Your garage door opener has "travel limit" settings that dictate exactly how far the trolley should slide along the rail to open and close the door.

  • How it works: If the close limit is set too low (even by a fraction of an inch), the door will hit the concrete floor before the motor has completed its programmed downward cycle. Because the motor wants to continue traveling but cannot, it registers a resistance spike.
  • The Fix: You need to adjust the close travel limit on your opener. On older units, this is done by turning plastic screws labeled "Close Travel" on the side of the housing. On newer units (Chamberlain, LiftMaster, Genie), this is done using electronic program buttons on the back of the motor unit.

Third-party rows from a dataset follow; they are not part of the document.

//! Connection lifecycle.
//!
//! [`ConnectionController`] owns the channel and, while connected, one
//! session: the read task plus the shared write handle. Every state change
//! goes through `&mut self`, so connect and disconnect never interleave.
//!
//! Disconnect order:
//!
//! 1. stop polling (the timer task has exited when this returns)
//! 2. cancel the read task and wait for it to hand back the read half
//! 3. release the write half, reunite both, close the channel once
//! 4. reset auto-poll, report `on_connection_changed(false, "")`
//!
//! A read loop that ends on its own (end of stream, read error) only marks
//! itself as stopped; the controller tears the session down on its next
//! operation, or when [`reconcile`](ConnectionController::reconcile) is
//! called.

use std::sync::Arc;

use tokio::io::{ReadHalf, WriteHalf};
use tracing::{debug, error, info, warn};

use brewlink_core::ConnectionState;
use brewlink_protocol::Command;

use crate::channel::Channel;
use crate::config::LinkConfig;
use crate::error::LinkError;
use crate::events::{LinkObserver, NoopObserver};
use crate::poll::PollScheduler;
use crate::reader::ReadLoopHandle;
use crate::sender::CommandSender;

struct Session<S> {
    reader: ReadLoopHandle<ReadHalf<S>>,
    sender: CommandSender<WriteHalf<S>>,
}

/// Host side of the link.
pub struct ConnectionController<C: Channel> {
    channel: C,
    config: LinkConfig,
    observer: Arc<dyn LinkObserver>,
    state: ConnectionState,
    auto_poll: bool,
    device_info: Option<String>,
    session: Option<Session<C::Stream>>,
    poller: PollScheduler,
}

impl<C: Channel> ConnectionController<C> {
    /// Controller with a no-op observer.
    pub fn new(channel: C, config: LinkConfig) -> Self {
        Self::with_observer(channel, config, Arc::new(NoopObserver))
    }

    pub fn with_observer(channel: C, config: LinkConfig, observer: Arc<dyn LinkObserver>) -> Self {
        let poller = PollScheduler::new(config.poll.interval());
        let auto_poll = config.poll.auto_poll;
        Self {
            channel,
            config,
            observer,
            state: ConnectionState::Disconnected,
            auto_poll,
            device_info: None,
            session: None,
            poller,
        }
    }

    pub fn state(&self) -> ConnectionState {
        match (&self.state, &self.session) {
            (ConnectionState::Connected { .. }, Some(session)) => ConnectionState::Connected {
                reading: session.reader.is_reading(),
            },
            (state, _) => *state,
        }
    }

    pub fn is_connected(&self) -> bool {
        self.session.is_some()
    }

    pub fn is_polling(&self) -> bool {
        self.poller.is_running()
    }

    pub fn auto_poll(&self) -> bool {
        self.auto_poll
    }

    /// Identity reported by the channel at connect time.
    pub fn device_info(&self) -> Option<&str> {
        self.device_info.as_deref()
    }

    pub fn config(&self) -> &LinkConfig {
        &self.config
    }

    pub fn channel(&self) -> &C {
        &self.channel
    }

    /// Open the channel, start the read task and, if auto-poll is enabled,
    /// the poll timer.
    ///
    /// # Errors
    ///
    /// - `LinkError::AlreadyConnected` if a session is open
    /// - whatever the channel's `open` returns; the controller stays
    ///   disconnected and no notification is sent
    pub async fn connect(&mut self) -> Result<(), LinkError> {
        self.reconcile().await;
        if self.session.is_some() {
            return Err(LinkError::AlreadyConnected);
        }

        self.state = ConnectionState::Connecting;
        let stream = match self.channel.open().await {
            Ok(stream) => stream,
            Err(e) => {
                error!(error = %e, "Failed to connect");
                self.state = ConnectionState::Disconnected;
                return Err(e);
            }
        };

        let (read_half, write_half) = tokio::io::split(stream);
        let reader =
            ReadLoopHandle::spawn(read_half, &self.config.buffers, Arc::clone(&self.observer));
        let sender = CommandSender::new(write_half);

        let device_info = self.channel.device_info();
        self.session = Some(Session { reader, sender });
        self.state = ConnectionState::Connected { reading: true };
        self.device_info = Some(device_info.clone());

        info!(
            device = %device_info,
            "Connected ({}, {})",
            self.config.serial.baud_rate,
            self.config.serial.frame_format()
        );
        self.observer.on_connection_changed(true, &device_info);

        self.apply_polling().await;
        Ok(())
    }

    /// Tear the session down. A no-op when already disconnected; never fails.
    pub async fn disconnect(&mut self) {
        let Some(session) = self.session.take() else {
            return;
        };
        self.state = ConnectionState::Disconnecting;

        self.poller.stop().await;

        let read_half = match session.reader.stop().await {
            Ok(outcome) => {
                debug!(reason = %outcome.reason, "Read task joined");
                Some(outcome.reader)
            }
            Err(e) => {
                warn!(error = %e, "Read task failed; closing without the read half");
                None
            }
        };
        let write_half = session.sender.release().await;

        let stream = match (read_half, write_half) {
            (Some(read_half), Some(write_half)) => Some(read_half.unsplit(write_half)),
            _ => None,
        };

        if let Err(e) = self.channel.close(stream).await {
            warn!(error = %e, "Error while closing channel");
        }

        self.auto_poll = false;
        self.device_info = None;
        self.state = ConnectionState::Disconnected;

        info!("Disconnected");
        self.observer.on_connection_changed(false, "");
    }

    /// Disconnect if the read loop has ended on its own.
    ///
    /// Returns true if a stale session was torn down.
    pub async fn reconcile(&mut self) -> bool {
        let stale = self
            .session
            .as_ref()
            .is_some_and(|session| !session.reader.is_reading());

        if stale {
            warn!("Read loop has stopped; closing connection");
            self.disconnect().await;
        }
        stale
    }

    /// Enable or disable periodic polling. Takes effect immediately while
    /// connected and never touches the connection itself.
    pub async fn set_auto_poll(&mut self, enabled: bool) {
        self.auto_poll = enabled;
        debug!(enabled, "Auto-poll changed");
        self.apply_polling().await;
    }

    pub async fn start_extraction(&mut self) -> Result<(), LinkError> {
        self.send(Command::StartExtraction).await
    }

    pub async fn stop_extraction(&mut self) -> Result<(), LinkError> {
        self.send(Command::StopExtraction).await
    }

    /// Send operator text followed by a newline.
    ///
    /// # Errors
    ///
    /// `LinkError::EmptyCommand` for blank input, otherwise as [`send`].
    ///
    /// [`send`]: ConnectionController::send
    pub async fn send_raw(&mut self, text: &str) -> Result<(), LinkError> {
        if text.trim().is_empty() {
            return Err(LinkError::EmptyCommand);
        }
        self.send(Command::Raw(text.to_string())).await
    }

    /// Send one command.
    ///
    /// # Errors
    ///
    /// - `LinkError::NotConnected` without a session
    /// - `LinkError::ConnectionLost` if the read loop had stopped (the
    ///   session is torn down first)
    /// - `LinkError::Io` if the write fails
    pub async fn send(&mut self, command: Command) -> Result<(), LinkError> {
        if self.reconcile().await {
            return Err(LinkError::ConnectionLost(format!(
                "read loop stopped before sending {command}"
            )));
        }

        let session = self.session.as_ref().ok_or(LinkError::NotConnected)?;
        session.sender.send(&command).await
    }

    async fn apply_polling(&mut self) {
        let sender = self.session.as_ref().map(|session| &session.sender);
        self.poller
            .apply(self.session.is_some(), self.auto_poll, sender)
            .await;
    }
}
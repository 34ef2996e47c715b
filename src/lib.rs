//! Serial EEPROM programmer core for Saab CIM modules.
//!
//! Reads, writes and erases the 93Cxx EEPROM in a CIM through a serial
//! programmer adapter, and decodes the identification fields stored in a
//! dump.
//!
//! - [`eeprom`] drives the adapter: acknowledgement wait, chunked transfers
//!   and the operation state machine
//! - [`image`] handles the XOR transform, field layout, checksums and files
//! - [`settings`] persists the user's configuration
//! - [`commands`] wraps operations for an async front end

pub mod commands;
pub mod eeprom;
pub mod image;
pub mod settings;

#[cfg(test)]
mod test_helpers;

2. Excessive Close Force Settings

In addition to travel limits, openers have force adjustments. This dictates how much pressure the motor is allowed to exert before stopping.

  • How it works: If the force limit is set too low, even the minor resistance of the weather stripping seals compressing against the floor can trip the safety sensor.
  • The Fix: Turn up the close force screw slightly to allow the door to seal against the floor without reversing. Perform the standard safety test (placing a 2x4 piece of wood on the floor) to ensure the door still reverses when hitting a real obstruction.

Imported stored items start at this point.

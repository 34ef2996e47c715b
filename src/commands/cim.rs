//! Front-end commands for CIM read, write and erase.
//!
//! Each command snapshots the settings, runs the blocking engine on the
//! blocking pool and forwards its events to `progress` from a separate
//! thread. Errors cross this boundary as display strings.
//!
//! The `base` options supply chunk size, timeouts and link parameters.
//! Pacing always comes from the settings snapshot, clamped into range.

use serde::Serialize;
use std::path::{Path, PathBuf};
use std::sync::mpsc;
use std::thread;
use std::time::Duration;

use crate::eeprom::{
    available_port_names, CancelToken, EepromError, OperationState, PortOpener, TransferEngine,
    TransferEvent, TransferOptions,
};
use crate::image::{load_image, load_image_sized, save_image, ImageReport};
use crate::settings::Settings;

/// Progress event sent to the front end while an operation runs.
#[derive(Debug, Clone, PartialEq, Serialize)]
#[serde(rename_all = "camelCase")]
pub struct CimProgressEvent {
    /// `port_opening`, `transferring`, `status`, ...
    pub stage: String,
    pub done: Option<usize>,
    pub total: Option<usize>,
    /// Progress percentage (0-100), only on progress events.
    pub percent: Option<f32>,
    pub message: String,
}

impl From<TransferEvent> for CimProgressEvent {
    fn from(event: TransferEvent) -> Self {
        match event {
            TransferEvent::State(state) => Self {
                stage: state_name(state).to_string(),
                done: None,
                total: None,
                percent: None,
                message: format!("{:?}", state),
            },
            TransferEvent::Progress { done, total } => {
                let percent = if total == 0 {
                    100.0
                } else {
                    done as f32 * 100.0 / total as f32
                };
                Self {
                    stage: "transferring".to_string(),
                    done: Some(done),
                    total: Some(total),
                    percent: Some(percent),
                    message: format!("{} of {} bytes", done, total),
                }
            }
            TransferEvent::Status { message } => Self {
                stage: "status".to_string(),
                done: None,
                total: None,
                percent: None,
                message,
            },
        }
    }
}

fn state_name(state: OperationState) -> &'static str {
    match state {
        OperationState::Idle => "idle",
        OperationState::PortOpening => "port_opening",
        OperationState::Handshaking => "handshaking",
        OperationState::Transferring => "transferring",
        OperationState::Completed => "completed",
        OperationState::Failed => "failed",
        OperationState::PortClosed => "port_closed",
    }
}

/// Everything the front end shows after a read.
#[derive(Debug, Clone, Serialize)]
#[serde(rename_all = "camelCase")]
pub struct ReadSummary {
    /// e.g. `successful read from <time>`.
    pub title: String,
    pub success: bool,
    pub bytes_read: usize,
    pub expected: usize,
    /// Bytes as they came off the wire.
    pub raw: Vec<u8>,
    /// `raw` with the XOR mask removed.
    pub image: Vec<u8>,
    /// Report lines such as `VIN: ...`; empty when the read failed.
    pub report: Vec<String>,
    pub error: Option<String>,
    /// Where the image was saved, if it was.
    pub saved_to: Option<PathBuf>,
    /// Why saving failed; the bytes above are still valid.
    pub save_error: Option<String>,
}

fn describe(error: &EepromError) -> String {
    format!("[{}] {}", error.error_code(), error)
}

fn format_elapsed(elapsed: Duration) -> String {
    format!("{:.2}s", elapsed.as_secs_f64())
}

/// Start a thread that converts engine events and hands them to `progress`.
///
/// The thread exits once the returned sender is dropped.
fn forward_progress<P>(progress: P) -> (mpsc::Sender<TransferEvent>, thread::JoinHandle<()>)
where
    P: Fn(CimProgressEvent) + Send + 'static,
{
    let (tx, rx) = mpsc::channel::<TransferEvent>();
    let progress_task = thread::spawn(move || {
        while let Ok(event) = rx.recv() {
            progress(CimProgressEvent::from(event));
        }
    });
    (tx, progress_task)
}

/// List serial ports the adapter might be on.
pub async fn list_ports() -> Result<Vec<String>, String> {
    tokio::task::spawn_blocking(available_port_names)
        .await
        .map_err(|e| format!("Failed to list ports: {}", e))?
        .map_err(|e| describe(&e))
}

/// Dump the chip and optionally save it.
///
/// A complete read is saved to `output`. A failed read is saved only when
/// `settings.ignore_read_errors` is set; its partial bytes are returned
/// either way.
pub async fn read_cim<O, P>(
    opener: O,
    settings: Settings,
    base: TransferOptions,
    output: Option<PathBuf>,
    cancel: CancelToken,
    progress: P,
) -> Result<ReadSummary, String>
where
    O: PortOpener + 'static,
    P: Fn(CimProgressEvent) + Send + 'static,
{
    let profile = settings.chip_profile().map_err(|e| describe(&e))?;
    let options = settings.paced(base);
    let (tx, progress_task) = forward_progress(progress);

    let result = tokio::task::spawn_blocking(move || {
        let engine = TransferEngine::new(opener, options).with_cancel_token(cancel);
        engine.read(&profile, |event| {
            let _ = tx.send(event);
        })
    })
    .await
    .map_err(|e| format!("Read task panicked: {}", e))?;

    // Wait for progress forwarding to complete
    let _ = progress_task.join();

    let keep = result.is_ok() || (settings.ignore_read_errors && !result.image.is_empty());
    let (saved_to, save_error) = match output {
        Some(path) if keep => match save_image(&path, &result.image) {
            Ok(saved) => (Some(saved), None),
            Err(e) => {
                log::warn!("Could not save read to {}: {}", path.display(), e);
                (None, Some(describe(&e)))
            }
        },
        _ => (None, None),
    };

    let report = if result.is_ok() {
        ImageReport::from_image(&result.image)
            .lines()
            .into_iter()
            .map(|(label, value)| format!("{}: {}", label, value))
            .collect()
    } else {
        Vec::new()
    };

    Ok(ReadSummary {
        title: result.title(),
        success: result.is_ok(),
        bytes_read: result.raw.len(),
        expected: result.expected_len,
        report,
        error: result.error.as_ref().map(describe),
        saved_to,
        save_error,
        raw: result.raw,
        image: result.image,
    })
}

/// Program the chip from an image file.
///
/// Returns a message like `Flashed cim.bin, took 81.23s`.
pub async fn write_cim<O, P>(
    opener: O,
    settings: Settings,
    base: TransferOptions,
    file: PathBuf,
    cancel: CancelToken,
    progress: P,
) -> Result<String, String>
where
    O: PortOpener + 'static,
    P: Fn(CimProgressEvent) + Send + 'static,
{
    let profile = settings.chip_profile().map_err(|e| describe(&e))?;
    let options = settings.paced(base);
    let image = load_image_sized(&file, profile.image_len()).map_err(|e| describe(&e))?;
    let (tx, progress_task) = forward_progress(progress);

    let result = tokio::task::spawn_blocking(move || {
        let engine = TransferEngine::new(opener, options).with_cancel_token(cancel);
        engine.write(&profile, &image, |event| {
            let _ = tx.send(event);
        })
    })
    .await
    .map_err(|e| format!("Write task panicked: {}", e))?;

    let _ = progress_task.join();

    let report = result.map_err(|e| describe(&e))?;
    Ok(format!(
        "Flashed {}, took {}",
        file_label(&file),
        format_elapsed(report.elapsed)
    ))
}

/// Clear the chip. Returns a message like `Erase took 0.42s`.
pub async fn erase_cim<O, P>(
    opener: O,
    settings: Settings,
    base: TransferOptions,
    cancel: CancelToken,
    progress: P,
) -> Result<String, String>
where
    O: PortOpener + 'static,
    P: Fn(CimProgressEvent) + Send + 'static,
{
    let profile = settings.chip_profile().map_err(|e| describe(&e))?;
    let options = settings.paced(base);
    let (tx, progress_task) = forward_progress(progress);

    let result = tokio::task::spawn_blocking(move || {
        let engine = TransferEngine::new(opener, options).with_cancel_token(cancel);
        engine.erase(&profile, |event| {
            let _ = tx.send(event);
        })
    })
    .await
    .map_err(|e| format!("Erase task panicked: {}", e))?;

    let _ = progress_task.join();

    let elapsed = result.map_err(|e| describe(&e))?;
    Ok(format!("Erase took {}", format_elapsed(elapsed)))
}

/// Checksum and decode an image file without touching the device.
pub async fn view_image(path: PathBuf) -> Result<ImageReport, String> {
    tokio::task::spawn_blocking(move || {
        let image = load_image(&path).map_err(|e| describe(&e))?;
        Ok(ImageReport::from_image(&image))
    })
    .await
    .map_err(|e| format!("View failed: {}", e))?
}

fn file_label(path: &Path) -> String {
    path.file_name()
        .map(|name| name.to_string_lossy().into_owned())
        .unwrap_or_else(|| path.display().to_string())
}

Safety Warning: The 2x4 Test

After making any adjustments to travel limits or force settings, always test the safety reversal system: Place a 1.5-inch high block (like a 2x4 flat on the floor) in the path of the door. When the door closes, it must hit the wood and reverse immediately. If it does not, the force is too high and is unsafe.

3. Uneven Concrete or Debris

An accumulation of dirt, leaves, gravel, or ice under the garage door can raise the ground level, causing the door to bottom out early.

  • The Fix: Sweep the threshold area under the door regularly to remove rocks and dirt. If your concrete foundation has settled or cracked over time (creating a high center spot), you will need to adjust your travel limits to match the new high spot.

4. Worn Weather Stripping Binding in Tracks

If the rubber weather seals on the bottom or sides of the door are old, frayed, or torn, they can bind inside the tracks as the door reaches the floor, mimicking an obstruction.

  • The Fix: Replace worn side seals and apply silicone spray to the track guides to keep the door sliding smoothly.

Need a Professional Safety Tune-Up?

We offer full diagnostics, electronic logic board recalibration, and mechanical safety tests to keep your garage door functioning perfectly.

Call (310) 906-1843 for Same-Day Calibration

How to Adjust Limits on Modern Openers

For LiftMaster / Chamberlain openers with a yellow learn button and screen:

  1. Press and hold the black adjustment button (located on the back panel between the up and down arrows) until the UP arrow begins flashing.
  2. Press and hold the UP arrow button until the door is in your desired fully open position.
  3. Press the black button once to set. The DOWN arrow will begin flashing.
  4. Press and hold the DOWN arrow until the door is in the fully closed position (sealing lightly against the ground).
  5. Press the black button once more. The UP arrow will flash. Press and release it to run the door up, then down once to automatically lock the force limits.